Examining data on Ramadan in predominantly Muslim countries dating back to 1950, Associate Professor Filipe Campante and Assistant Professor David Yanagizawa-Drott find that increasing the amounts of time fasting as a result of longer daylight hours, results in statistically significant reductions in economic growth, not just in the month itself but on a year-on-year basis. These reductions seem to be driven mostly by people choosing to work less, or in more flexible occupations, rather than by the direct effects of fasting on worker productivity.
"The quantitative significance of our estimates can be illustrated as follows: if average daily Ramadan fasting were to increase from the actual average of 12 hours to 13 hours – which is about one standard deviation of the variation for the typical Muslim country over the Ramadan cycle – output growth would be lower by about 0.7 percentage point," the authors write.
But while more fasting might make people poorer, the researchers found that it also makes them happier -- a one-hour-per-day increase in the amount of time fasting resulted in a four-percent increase in those people who reported feeling happy, and again not just during the month of Ramadan itself.
"This evidence...helps assuage the apparent contrast between the material cost of the practice and the increased self-reported happiness and life satisfaction that result from it. It suggests that SWB [subjective well being] increased not only due to possible direct benefits of the practices itself (socialization, time devoted to prayer and reflection, time spent with family and friends), but also to a reduced focus on the material and monetary aspects in life and work.

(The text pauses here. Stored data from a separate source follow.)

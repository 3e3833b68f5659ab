use std::io::{ErrorKind, SeekFrom};
use std::path::{Path, PathBuf};
use std::pin::pin;

use futures_util::StreamExt;
use tokio::fs::OpenOptions;
use tokio::io::{AsyncReadExt, AsyncSeekExt, AsyncWriteExt, BufWriter};
use tokio_util::io::{ReaderStream, StreamReader};

use crate::client::{
    DEFAULT_CONTENT_TYPE, GetOptions, ObjectInfo, StatOptions, StorageClient, clamp_range,
};
use crate::error::{Result, StorageError};
use crate::stream::PayloadStream;

/// A [`StorageClient`] storing objects as files below a root directory.
///
/// Buckets map to directories directly below the root. Object names may contain `/`, which maps
/// to nested directories.
#[derive(Clone, Debug)]
pub struct LocalFs {
    path: PathBuf,
    endpoint: String,
}

impl LocalFs {
    /// Creates a store rooted at the given directory.
    pub fn new(path: &Path) -> Self {
        Self {
            path: path.into(),
            endpoint: format!("file://{}", path.display()),
        }
    }

    fn bucket_path(&self, bucket: &str) -> PathBuf {
        self.path.join(bucket)
    }

    async fn ensure_bucket(&self, bucket: &str) -> Result<PathBuf> {
        let path = self.bucket_path(bucket);
        match tokio::fs::metadata(&path).await {
            Ok(meta) if meta.is_dir() => Ok(path),
            Ok(_) => Err(no_such_bucket(bucket)),
            Err(err) if err.kind() == ErrorKind::NotFound => Err(no_such_bucket(bucket)),
            Err(err) => Err(err.into()),
        }
    }

    async fn object_path(&self, bucket: &str, name: &str) -> Result<PathBuf> {
        Ok(self.ensure_bucket(bucket).await?.join(name))
    }
}

fn no_such_bucket(bucket: &str) -> StorageError {
    StorageError::NoSuchBucket {
        bucket: bucket.to_owned(),
    }
}

fn map_not_found(err: std::io::Error, bucket: &str, name: &str) -> StorageError {
    if err.kind() == ErrorKind::NotFound {
        StorageError::NotFound {
            bucket: bucket.to_owned(),
            name: name.to_owned(),
        }
    } else {
        err.into()
    }
}

#[async_trait::async_trait]
impl StorageClient for LocalFs {
    fn endpoint(&self) -> &str {
        &self.endpoint
    }

    async fn make_bucket(&self, bucket: &str) -> Result<()> {
        let path = self.bucket_path(bucket);
        tracing::debug!(bucket, path = %path.display(), "creating bucket");
        Ok(tokio::fs::create_dir_all(path).await?)
    }

    async fn list_objects(&self, bucket: &str) -> Result<Vec<String>> {
        let root = self.ensure_bucket(bucket).await?;
        let mut names = Vec::new();
        let mut pending = vec![root.clone()];

        while let Some(dir) = pending.pop() {
            let mut entries = tokio::fs::read_dir(&dir).await?;
            while let Some(entry) = entries.next_entry().await? {
                let path = entry.path();
                if entry.file_type().await?.is_dir() {
                    pending.push(path);
                    continue;
                }
                let Ok(relative) = path.strip_prefix(&root) else {
                    continue;
                };
                let name = relative
                    .components()
                    .map(|c| c.as_os_str().to_string_lossy())
                    .collect::<Vec<_>>()
                    .join("/");
                names.push(name);
            }
        }

        names.sort_unstable();
        tracing::debug!(bucket, count = names.len(), "listed objects");
        Ok(names)
    }

    async fn put_object(
        &self,
        bucket: &str,
        name: &str,
        payload: PayloadStream,
        _size: u64,
        _content_type: &str,
    ) -> Result<u64> {
        let path = self.object_path(bucket, name).await?;
        if let Some(parent) = path.parent() {
            tokio::fs::create_dir_all(parent).await?;
        }
        let file = OpenOptions::new()
            .write(true)
            .create(true)
            .truncate(true)
            .open(path)
            .await?;

        let mut reader = pin!(StreamReader::new(payload));
        let mut writer = BufWriter::new(file);

        let written = tokio::io::copy(&mut reader, &mut writer).await?;
        writer.flush().await?;
        let file = writer.into_inner();
        file.sync_data().await?;

        Ok(written)
    }

    async fn get_object(
        &self,
        bucket: &str,
        name: &str,
        options: &GetOptions,
    ) -> Result<PayloadStream> {
        let path = self.object_path(bucket, name).await?;
        let mut file = OpenOptions::new()
            .read(true)
            .open(path)
            .await
            .map_err(|err| map_not_found(err, bucket, name))?;

        let Some(range) = &options.range else {
            return Ok(ReaderStream::new(file).boxed());
        };

        let len = file.metadata().await?.len();
        let range = clamp_range(range, len);
        file.seek(SeekFrom::Start(range.start)).await?;
        Ok(ReaderStream::new(file.take(range.end - range.start)).boxed())
    }

    async fn stat_object(
        &self,
        bucket: &str,
        name: &str,
        _options: &StatOptions,
    ) -> Result<ObjectInfo> {
        let path = self.object_path(bucket, name).await?;
        let meta = tokio::fs::metadata(path)
            .await
            .map_err(|err| map_not_found(err, bucket, name))?;
        if !meta.is_file() {
            return Err(map_not_found(ErrorKind::NotFound.into(), bucket, name));
        }

        Ok(ObjectInfo {
            name: name.to_owned(),
            size: meta.len(),
            content_type: DEFAULT_CONTENT_TYPE.to_owned(),
        })
    }

    async fn remove_object(&self, bucket: &str, name: &str) -> Result<()> {
        let path = self.object_path(bucket, name).await?;
        tokio::fs::remove_file(path)
            .await
            .map_err(|err| map_not_found(err, bucket, name))
    }
}

#[cfg(test)]
mod tests {
    use super::*;
    use crate::stream::{make_stream, read_to_vec};

    #[tokio::test]
    async fn stores_files() {
        let tempdir = tempfile::tempdir().unwrap();
        let store = LocalFs::new(tempdir.path());
        store.make_bucket("bucket").await.unwrap();

        let written = store
            .put_object(
                "bucket",
                "prefix/obj.crnd",
                make_stream(b"oh hai!"),
                7,
                DEFAULT_CONTENT_TYPE,
            )
            .await
            .unwrap();
        assert_eq!(written, 7);

        let file_path = tempdir.path().join("bucket").join("prefix").join("obj.crnd");
        assert_eq!(std::fs::read(file_path).unwrap(), b"oh hai!");

        let stream = store
            .get_object("bucket", "prefix/obj.crnd", &GetOptions::default())
            .await
            .unwrap();
        assert_eq!(read_to_vec(stream).await.unwrap(), b"oh hai!");

        let info = store
            .stat_object("bucket", "prefix/obj.crnd", &StatOptions::default())
            .await
            .unwrap();
        assert_eq!(info.size, 7);
    }

    #[tokio::test]
    async fn ranged_get() {
        let tempdir = tempfile::tempdir().unwrap();
        let store = LocalFs::new(tempdir.path());
        store.make_bucket("bucket").await.unwrap();
        store
            .put_object("bucket", "obj", make_stream(b"0123456789"), 10, "")
            .await
            .unwrap();

        let options = GetOptions {
            range: Some(4..20),
        };
        let stream = store.get_object("bucket", "obj", &options).await.unwrap();
        assert_eq!(read_to_vec(stream).await.unwrap(), b"456789");
    }

    #[tokio::test]
    async fn lists_nested_objects() {
        let tempdir = tempfile::tempdir().unwrap();
        let store = LocalFs::new(tempdir.path());
        store.make_bucket("bucket").await.unwrap();

        for name in ["b", "a/x", "a/y/z"] {
            store
                .put_object("bucket", name, make_stream(b"-"), 1, "")
                .await
                .unwrap();
        }

        let names = store.list_objects("bucket").await.unwrap();
        assert_eq!(names, ["a/x", "a/y/z", "b"]);

        store.remove_object("bucket", "a/x").await.unwrap();
        let err = store.remove_object("bucket", "a/x").await.unwrap_err();
        assert!(matches!(err, StorageError::NotFound { .. }));
    }

    #[tokio::test]
    async fn missing_bucket() {
        let tempdir = tempfile::tempdir().unwrap();
        let store = LocalFs::new(tempdir.path());

        let err = store
            .stat_object("bucket", "obj", &StatOptions::default())
            .await
            .unwrap_err();
        assert!(matches!(err, StorageError::NoSuchBucket { .. }));
    }
}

In light of such a possibility, it may not be that puzzling that longer Ramadan fasting makes people 'poorer, but happier,'" the authors concluded.
Filipe R. Campante is associate professor of public policy. He is interested in political economy and economic development, with special emphasis on understanding the constraints that are faced by politicians and governments beyond elections and formal "checks and balances". His research has focused on the constraints imposed by the spatial distribution of population, the media, political protest, lobbying, and campaign contributions, and their effects on corruption, governance, polarization, fiscal policy, and political instability.
David Yanagizawa-Drott is an assistant professor of public policy at the Harvard Kennedy School. His research interests include economic development and political economy, with special focus on civil conflict, health, information and mass media.
Filipe R. Campante, associate professor of public policy
Photo Credit: Martha Stewart
"It suggests that SWB [subjective well being] increased not only due to possible direct benefits of the practices itself (socialization, time devoted to prayer and reflection, time spent with family and friends), but also to a reduced focus on the material and monetary aspects in life and work," write the authors.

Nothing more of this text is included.